Like "Cordel Encantada," the Globo telenovela which was followed intensely by viewers earlier this year, "enchanted" is the perfect word to describe the experience of collecting literatura de cordel for more than thirty years.  It was 1980 when I purchased my first cordel pamphlet on behalf of the American Folklife Center at the Library of Congress.  I was a young librarian in Rio de Janeiro in my first job and I was excited to be working at the Library of Congress Office.  After four years working there, I was given responsibility for acquisitions in the northern and northeastern states of Brazil.  It is in these states (Pernambuco, Ceará, Alagoas, Paraíba, Piauí, and Bahia) that the tradition of cordel was first established. 

Marli Gomes Soares
Marli Gomes Soares of the Library of Congress Rio de Janeiro Office.

The secrets of cordel's success are its low price (pennies per pamphlet when I started out), its humorous tone, and its depiction of events from everyday life. The main topics that have always been portrayed in cordel include politics, drought, disputes, miracles, betrayal, outlaw life, acts of heroism, and memorials or obituaries for famous people.  Today, there is a strong focus on teaching, whether it is folk tales for children, public health issues, or biographies of famous Brazilians and foreigners.  Thus, cordel evolves, culturally adapting itself to modern times.

Due to their low cost, these pamphlets are usually sold by the authors themselves at street markets and book fairs around the country.  I have met and known many creators of cordel, or cordelistas, during my journey, including Abdias Campos, Bule-Bule, Abraão Batista, and Severino Silva.  Franklin Maxado and Expedito Silva brought copies of their works directly to me at the Library of Congress Rio Office for many years. 

I became friends with Raimundo Santa Helena and his family, as they live close to Rio de Janeiro in Rocha Miranda.  Raimundo has a special connection to the tradition: his father was killed by Lampião, a real-life outlaw whose exploits are recounted in many cordel pamphlets. Lampião is portrayed in legend as both a vicious killer and a Robin Hood. Raimundo typically begins his cordel poems by recounting the death of his father at the outlaw's hands. Raimundo founded Cordelbrás, a cordel publisher, in 1983 and studied in the United States, making it possible for him to produce bilingual pamphlets.  He was also behind the creation of the Feira de São Cristóvão in 1945. This fair is held every weekend in Rio de Janeiro to celebrate the culture of northeastern Brazil, including forro dancing and literatura de cordel.  In March 2011, Raimundo Santa Helena gave a "special edition" cordel to President Obama in honor of his visit to Rio de Janeiro. 

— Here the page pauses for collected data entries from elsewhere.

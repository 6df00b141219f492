//! Embedded English prose corpus
//!
//! Benchmark trials and accuracy tests need natural English text to
//! encrypt and re-break. The passage below carries 557 letters, enough
//! for the frequency profile to dominate sampling noise.

/// Natural English prose used for benchmark trials and recovery tests
pub const SAMPLE_TEXT: &str = "The quick spread of printed books across Europe changed the way \
secret messages were written and broken. Court clerks and merchants alike wrapped their letters \
in simple substitution ciphers, trusting that a shifted alphabet would defeat a curious courier. \
Yet every language leaves a statistical fingerprint on its text. Certain letters appear again \
and again while others are rare, and no rearrangement of the alphabet can hide those habits from \
a patient reader. By tallying how often each symbol occurs and comparing the tally against the \
known rhythm of the language, an analyst can tease out the secret shift without ever guessing a \
single word of the hidden message.";

#[cfg(test)]
mod tests {
    use super::*;

    #[test]
    fn sample_is_long_enough_for_analysis() {
        let letters = SAMPLE_TEXT.chars().filter(char::is_ascii_alphabetic).count();
        assert!(letters >= 500, "sample has only {letters} letters");
    }
}
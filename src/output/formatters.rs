//! Formatting utilities for terminal output

/// Create a progress bar string
#[must_use]
pub fn create_progress_bar(value: f64, max: f64, width: usize) -> String {
    // Cast is safe: values are clamped to [0, width]
    let filled = ((value / max) * width as f64) as usize;
    let filled = filled.min(width);

    format!("{}{}", "█".repeat(filled), "░".repeat(width - filled))
}

/// Format a letter proportion as a bar scaled against the chart maximum
#[must_use]
pub fn frequency_bar(proportion: f64, chart_max: f64, width: usize) -> String {
    if chart_max <= 0.0 {
        return "░".repeat(width);
    }
    create_progress_bar(proportion, chart_max, width)
}
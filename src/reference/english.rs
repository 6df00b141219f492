//! Embedded English letter frequencies
//!
//! Relative frequencies of the 26 letters in general English text, from
//! published corpus statistics (Lewand's cryptological tables). The sum
//! lands within rounding distance of 1.

use crate::core::ReferenceDistribution;
use std::sync::LazyLock;

/// Letter weights in ordinal order, a through z
const ENGLISH_WEIGHTS: [f64; 26] = [
    0.08167, // a
    0.01492, // b
    0.02782, // c
    0.04253, // d
    0.12702, // e
    0.02228, // f
    0.02015, // g
    0.06094, // h
    0.06966, // i
    0.00153, // j
    0.00772, // k
    0.04025, // l
    0.02406, // m
    0.06749, // n
    0.07507, // o
    0.01929, // p
    0.00095, // q
    0.05987, // r
    0.06327, // s
    0.09056, // t
    0.02758, // u
    0.00978, // v
    0.02360, // w
    0.00150, // x
    0.01974, // y
    0.00074, // z
];

/// The default reference distribution: general English text
pub static ENGLISH: LazyLock<ReferenceDistribution> = LazyLock::new(|| {
    ReferenceDistribution::new(ENGLISH_WEIGHTS).expect("published English table is well-formed")
});

#[cfg(test)]
mod tests {
    use super::*;

    #[test]
    fn english_table_validates() {
        let sum: f64 = ENGLISH.weights().iter().sum();
        assert!((sum - 1.0).abs() < 1e-3);
    }

    #[test]
    fn e_is_the_most_common_letter() {
        let weights = ENGLISH.weights();
        let e = weights[4];
        assert!(weights.iter().all(|&w| w <= e));
    }

    #[test]
    fn rare_letters_are_rare() {
        // q, x, z sit at the bottom of every published English table
        for ord in [16usize, 23, 25] {
            assert!(ENGLISH.weight(ord as u8) < 0.005);
        }
    }
}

Cordel chapboks shown with their envleopes and manuscript box at the American Folklife Center
Literatura de Cordel chapbooks are collected and entered into a database by the Library's Rio Office, then sent to the American Folklife Center in bundles (far right) carefully wrapped in paper. When they arrive, they receive receive final processing and are placed in protective alkaline-buffered paper "slings" that fit inside individual envelopes. Some cordel chapbooks are printed on acidic paper that deteriorates over time; the archival paper buffers and protects against migration of acid, which prolongs the life of the chapbooks.

In searching for cordel materials to add to American Folklife Center's collection, I have gone to street markets, newsstands, and homes of cordelistas and suppliers.  When I visited a book fair in 2000 in the city of Caruaru no Agrete in Pernambuco, a supplier of cordel recommended that I go to the house of a cordelista to get some copies of hard-to-find titles. Arriving at his house, I learned he was not home, but I was directed to another house.  After being sent to three different addresses, I finally found him and made my purchases.  It was only later that I learned the reason for the multiple addresses – the cordelista has multiple "wives!"

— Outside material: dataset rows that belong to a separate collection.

//! Key selection over the 26 candidate shifts
//!
//! Scores every candidate shift and picks the minimum. The per-shift
//! scores are independent and computed in parallel; the reduction walks
//! shifts in ascending order so exact ties always resolve to the smallest
//! shift, regardless of how the parallel evaluation was scheduled.

use super::statistic::Statistic;
use crate::core::{FrequencyTable, Key, ReferenceDistribution};
use rayon::prelude::*;
use std::fmt;

/// Default relative tolerance for flagging near-tied shifts
pub const DEFAULT_TIE_TOLERANCE: f64 = 1e-9;

/// Outcome of scoring all candidate shifts
#[derive(Debug, Clone)]
pub struct KeySelection {
    /// The winning shift
    pub key: Key,
    /// The winner's dissimilarity score
    pub score: f64,
    /// Dissimilarity per candidate shift, indexed by shift value
    pub scores: [f64; Key::COUNT],
    /// Losing shifts whose score is within tolerance of the winner
    ///
    /// Advisory only: the deterministic winner above stands, but callers
    /// may want to surface that the choice was statistically thin.
    pub near_ties: Vec<Key>,
}

/// Error type for key selection
#[derive(Debug, Clone, PartialEq, Eq)]
pub enum SelectionError {
    /// The input contained zero letter characters
    NoSignal,
}

impl fmt::Display for SelectionError {
    fn fmt(&self, f: &mut fmt::Formatter<'_>) -> fmt::Result {
        match self {
            Self::NoSignal => {
                write!(f, "Text contains no letters, so no frequency signal to analyze")
            }
        }
    }
}

impl std::error::Error for SelectionError {}

/// Score every shift and select the best-matching key
///
/// All 26 shifts are always evaluated; a later shift may score better, so
/// there is no early exit. `tie_tolerance` is relative to the winning
/// score and controls only the advisory `near_ties` report.
///
/// # Errors
/// Returns `SelectionError::NoSignal` when the observed table has zero
/// letters.
pub fn select_key<S: Statistic + Sync>(
    statistic: &S,
    observed: &FrequencyTable,
    reference: &ReferenceDistribution,
    tie_tolerance: f64,
) -> Result<KeySelection, SelectionError> {
    let proportions = observed.proportions().ok_or(SelectionError::NoSignal)?;

    let scored: Vec<f64> = (0..Key::COUNT as u8)
        .into_par_iter()
        .map(|shift| {
            let key = Key::from_ordinal_unchecked(shift);
            let expected = reference.expected_under(key);
            statistic.dissimilarity(&proportions, &expected)
        })
        .collect();

    // Collect preserves shift order; the sequential scan below is what
    // makes the smallest shift win exact ties.
    let mut scores = [0.0; Key::COUNT];
    scores.copy_from_slice(&scored);

    let mut best = Key::from_ordinal_unchecked(0);
    let mut best_score = scores[0];
    for (shift, &score) in scores.iter().enumerate().skip(1) {
        if score < best_score {
            best = Key::from_ordinal_unchecked(shift as u8);
            best_score = score;
        }
    }

    let near_ties = scores
        .iter()
        .enumerate()
        .filter(|&(shift, &score)| {
            shift != best.value() as usize
                && (score - best_score).abs() <= tie_tolerance * best_score.abs()
        })
        .map(|(shift, _)| Key::from_ordinal_unchecked(shift as u8))
        .collect();

    Ok(KeySelection {
        key: best,
        score: best_score,
        scores,
        near_ties,
    })
}
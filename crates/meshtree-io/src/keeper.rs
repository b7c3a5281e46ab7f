//! Lazy, generation-tagged storage for heavy arrays.
//!
//! Every load tags its entry with the keeper's current generation. A
//! coordinator calls [`ArrayKeeper::release`] with `force = false` and then
//! [`ArrayKeeper::bump_generation`] before each request, so arrays untouched
//! during the previous request are dropped while arrays it used survive one
//! more round. Loaded values are shared as `Arc<[f64]>`; outputs that still
//! hold an array keep it alive after the keeper lets go.

use std::fs::File;
use std::io::{Read, Seek, SeekFrom};
use std::path::PathBuf;
use std::sync::Arc;

use meshtree_common::{ArrayRef, ArraySource, DocumentError, ItemId};
use rustc_hash::FxHashMap;
use thiserror::Error;

/// Which array of an item a key refers to.
#[derive(Clone, Copy, Debug, PartialEq, Eq, Hash)]
pub enum ArraySlot {
    Values,
    Points,
    Connectivity,
    Axis(u8),
    Indices,
    EdgeSources,
    EdgeTargets,
}

/// Identity of a loaded array: owning item plus slot.
#[derive(Clone, Copy, Debug, PartialEq, Eq, Hash)]
pub struct ArrayKey {
    pub item: ItemId,
    pub slot: ArraySlot,
}

impl ArrayKey {
    pub fn new(item: ItemId, slot: ArraySlot) -> Self {
        Self { item, slot }
    }
}

#[derive(Debug, Error)]
pub enum KeeperError {
    #[error("failed to read {}: {source}", .path.display())]
    Read {
        path: PathBuf,
        #[source]
        source: std::io::Error,
    },
    #[error("{count} values at offset {offset} do not fit in {}", .path.display())]
    OutOfRange {
        path: PathBuf,
        offset: u64,
        count: usize,
        available: u64,
    },
}

impl From<KeeperError> for DocumentError {
    fn from(err: KeeperError) -> Self {
        DocumentError::Array(Box::new(err))
    }
}

pub trait ArrayKeeper {
    /// Return the values behind `array`, loading them on first use.
    fn load(&mut self, key: ArrayKey, array: &ArrayRef) -> Result<Arc<[f64]>, KeeperError>;

    /// Drop entries older than the current generation, or all with `force`.
    fn release(&mut self, force: bool);

    fn bump_generation(&mut self);

    fn generation(&self) -> u64;
}

#[derive(Debug, Default, Clone, PartialEq, Eq)]
pub struct KeeperStats {
    pub hits: u64,
    pub misses: u64,
    pub released: u64,
    pub bytes_read: u64,
}

#[derive(Debug)]
struct Entry {
    values: Arc<[f64]>,
    generation: u64,
}

#[derive(Debug, Default)]
pub struct GenerationalKeeper {
    entries: FxHashMap<ArrayKey, Entry>,
    generation: u64,
    stats: KeeperStats,
}

impl GenerationalKeeper {
    pub fn new() -> Self {
        Self::default()
    }

    pub fn stats(&self) -> &KeeperStats {
        &self.stats
    }

    pub fn len(&self) -> usize {
        self.entries.len()
    }

    pub fn is_empty(&self) -> bool {
        self.entries.is_empty()
    }

    pub fn contains(&self, key: &ArrayKey) -> bool {
        self.entries.contains_key(key)
    }

    fn read_source(&mut self, array: &ArrayRef) -> Result<Arc<[f64]>, KeeperError> {
        match &array.source {
            ArraySource::Inline(values) => Ok(Arc::from(values.as_slice())),
            ArraySource::Raw {
                path,
                offset,
                count,
            } => {
                let wrap = |source| KeeperError::Read {
                    path: path.clone(),
                    source,
                };
                let mut file = File::open(path).map_err(wrap)?;
                let available = file
                    .metadata()
                    .map_err(wrap)?
                    .len()
                    .saturating_sub(*offset);
                let len = count
                    .checked_mul(8)
                    .filter(|&len| len as u64 <= available)
                    .ok_or_else(|| KeeperError::OutOfRange {
                        path: path.clone(),
                        offset: *offset,
                        count: *count,
                        available,
                    })?;
                file.seek(SeekFrom::Start(*offset)).map_err(wrap)?;
                let mut bytes = vec![0u8; len];
                file.read_exact(&mut bytes).map_err(wrap)?;
                self.stats.bytes_read += bytes.len() as u64;

                let values: Vec<f64> = bytes
                    .chunks_exact(8)
                    .map(|chunk| {
                        let mut buf = [0u8; 8];
                        buf.copy_from_slice(chunk);
                        f64::from_le_bytes(buf)
                    })
                    .collect();
                Ok(Arc::from(values))
            }
        }
    }
}

impl ArrayKeeper for GenerationalKeeper {
    fn load(&mut self, key: ArrayKey, array: &ArrayRef) -> Result<Arc<[f64]>, KeeperError> {
        let generation = self.generation;
        if let Some(entry) = self.entries.get_mut(&key) {
            entry.generation = generation;
            self.stats.hits += 1;
            return Ok(entry.values.clone());
        }
        let values = self.read_source(array)?;
        self.stats.misses += 1;
        self.entries.insert(
            key,
            Entry {
                values: values.clone(),
                generation,
            },
        );
        Ok(values)
    }

    fn release(&mut self, force: bool) {
        let before = self.entries.len();
        let current = self.generation;
        if force {
            self.entries.clear();
        } else {
            self.entries.retain(|_, e| e.generation >= current);
        }
        let dropped = before - self.entries.len();
        self.stats.released += dropped as u64;
        #[cfg(feature = "tracing")]
        if dropped > 0 {
            tracing::debug!(dropped, force, generation = current, "released cached arrays");
        }
    }

    fn bump_generation(&mut self) {
        self.generation += 1;
    }

    fn generation(&self) -> u64 {
        self.generation
    }
}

When traveling, I often become a local celebrity when people learn that I am a librarian from the Library of Congress.  In 2000, I was invited for an interview on Radio Ceará in northern Brazil to report on my work with literatura de cordel.  In Teresina in 1994, I became the subject of a repentista (a composer and performer of poetry in the cordel tradition) performing at a cordel association.  He sang some verses about a librarian who came from far away, worked in a library in the United States and that she was there to honor the local culture, buying chapbooks.  I'll never forget that magic moment.

When I joined the Library of Congress Rio Office in 1976, I came to fulfill a contract only two and-a-half months' duration.  I never thought I would stay for thirty-five years.  Today, more than ever, I feel rewarded by my work at the Library of Congress Office and I am grateful to have the opportunity to express my happiness and tell a little about my work. The effort I have put into the building of American Folklife Center's world-class collection over the span of my career was much more than a job.  It was an act of pleasure, as I have a deep love for this type of literature and those who produce it.  It is a pleasure to bring to the American Folklife Center a bit of Brazilian culture from a wide variety of places in this huge country called Brazil. 

Read Marli Soares' biographical sketch.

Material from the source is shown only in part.